鬼だろうと中鬼だろうと、これに効果があるということを再認識する。
防火区画が成立し、最終避難勧告が流れ、消火剤が噴出し始める。
変電所であるこの施設は通常の消火設備ではない。つまり水ではなく不活性ガスを用いている。
不活性ガス。鬼と言えども酸素は必要としているはず。この区画は間もなく酸欠状態となる。
「ややや! なんすかなんすか! この煙は?」
「人を溺死させるのが得意でしょう。
ですが、今度はあなたが溺死する番です。」
消火剤に気を取られている間にハンドガンの全弾を撃ち込み、そのまま後退する。
『1FA2を起動しろ。』
無線に対する返答の代わりに、後方の防火シャッターが降り始める。
先程までの「防ぐ」という動きはブラフか習性か。数発は被弾したはずだが体表を覆う「見えない何か」、いや濃度の濃い瘴気。あの粘着質を持ち我々を水没させる「見えない水」によって、対象にダメージが通ってないことを知る。
だが少なくともこの場での足止めにはなったか。
降りてくる防火シャッターを潜り抜ける。弾数0のハンドガンの照準を向け続ける。
対象を「仕留めきれる」という希望を捨てる。この状況とて決定打になるとは思えない。
閉じ込め酸欠に追いやり機能停止させたとしても、自身の目で遺体を見るまでは信じるわけにはいかない。

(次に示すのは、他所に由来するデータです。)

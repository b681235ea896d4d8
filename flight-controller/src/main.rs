use std::{env, process::ExitCode};

use flight_core::{
    config::store::AppConfig,
    firmware::Firmware,
    shared_core_values::{INPUT_SHARED, TELEMETRY_SHARED},
    util::{error::AppError, logger},
};

fn main() -> ExitCode {
    match run() {
        Ok(()) => ExitCode::SUCCESS,
        Err(err) => {
            eprintln!("flight-core: {err}");
            ExitCode::FAILURE
        }
    }
}

fn run() -> Result<(), AppError> {
    let config = match env::args().nth(1) {
        Some(path) => AppConfig::load(path)?,
        None => AppConfig::default(),
    };
    logger::initialize(logger::parse_level(&config.log_level)?, config.log_time_format)?;
    log::info!("Running");

    let mut firmware = Firmware::new(config)?;
    let result = firmware.run(&INPUT_SHARED, &TELEMETRY_SHARED);
    firmware.shutdown();
    result
}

この場がいつまでもつか。対象に対して、この施設がすでに変電所として機能していなく、ロックダウンしていることをどう知らしめることが出来るか。
頭の中を思考が駆け巡る。
区画は成立し、対象だけを残して離脱に成功する。すぐさまに後方の区画解除を指示する。
防火シャッターが上がり切る前に進み、2Fへと急ぐ。
『排水管シャフトを破壊し、総員3Fへ退避!
すぐさま2Fは制圧されると思え! 100%
優先は破壊したシャフト付近、次いで1Fからの階段口!』
階段を駆け上がり、ボク自身は2Fに留まる。
破壊された排水管を視認する。漏れ出る瘴気。ひしゃげた排水管から流れ出ていく瘴気。それが地に落ち、辺りを漂い広がっていくのがわかる。だが、あそこから登りきるなどと言うことが可能か? 本体が抜けられるというのか?

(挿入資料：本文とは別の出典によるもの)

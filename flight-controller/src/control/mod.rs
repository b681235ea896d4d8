pub mod attitude_estimator;
pub mod attitude_mixer;
pub mod control_loops;
pub mod integrator;
pub mod kalman_filter;
pub mod pid;
use std::{
    io,
    sync::atomic::{AtomicBool, Ordering},
    thread::{self, JoinHandle},
    time::{Duration, Instant},
};

use crate::shared_core_values::AtomicTelemetry;

/// Periodically logs the flight loop telemetry until `shutdown` is set.
pub fn start_telemetry_thread(
    telemetry_data: &'static AtomicTelemetry,
    shutdown: &'static AtomicBool,
    period: Duration,
) -> io::Result<JoinHandle<()>> {
    thread::Builder::new()
        .name("telemetry".to_string())
        .spawn(move || {
            while !shutdown.load(Ordering::Acquire) {
                log::info!(
                    "Iteration Time: {}us Sequence: {} Sensor failures: {} Placement: {:?} Motor: {:?}",
                    telemetry_data.loop_exec_time_us.load(Ordering::Relaxed),
                    telemetry_data.last_sequence.load(Ordering::Relaxed),
                    telemetry_data.sensor_failures.load(Ordering::Relaxed),
                    telemetry_data.estimated.read(),
                    telemetry_data.motor_power(),
                );
                let deadline = Instant::now() + period;
                while !shutdown.load(Ordering::Acquire) {
                    let now = Instant::now();
                    if now >= deadline {
                        break;
                    }
                    thread::park_timeout(deadline - now);
                }
            }
        })
}

#[cfg(test)]
mod tests {
    use super::*;

    #[test]
    fn thread_stops_on_shutdown() {
        let telemetry: &'static AtomicTelemetry = Box::leak(Box::new(AtomicTelemetry::new()));
        let shutdown: &'static AtomicBool = Box::leak(Box::new(AtomicBool::new(false)));

        let handle = start_telemetry_thread(telemetry, shutdown, Duration::from_secs(60)).unwrap();
        shutdown.store(true, Ordering::Release);
        handle.thread().unpark();
        handle.join().unwrap();
    }
}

自身の考えに疑心暗鬼になりながらもサブマシンガンを構える。照準の先を睨みつける。
退避、そして防衛ライン再構築完了の一報が耳元に届く。
どう考える。ボクはどう考える。
対象はどう考える。どう読んでくる。いや、あいつはどう行動する。
ボクの、ボク等の作戦をどう掻い潜ってくる……
思考だけがスピーディにボクの脳内を駆け巡る。
『……、警備室、エレベータの扉を、開けろ。』
空調ダクトの線も考えたが、個々が独立し外部としかつながっていない。おあつらえ向きな閉鎖空間はここだけだ。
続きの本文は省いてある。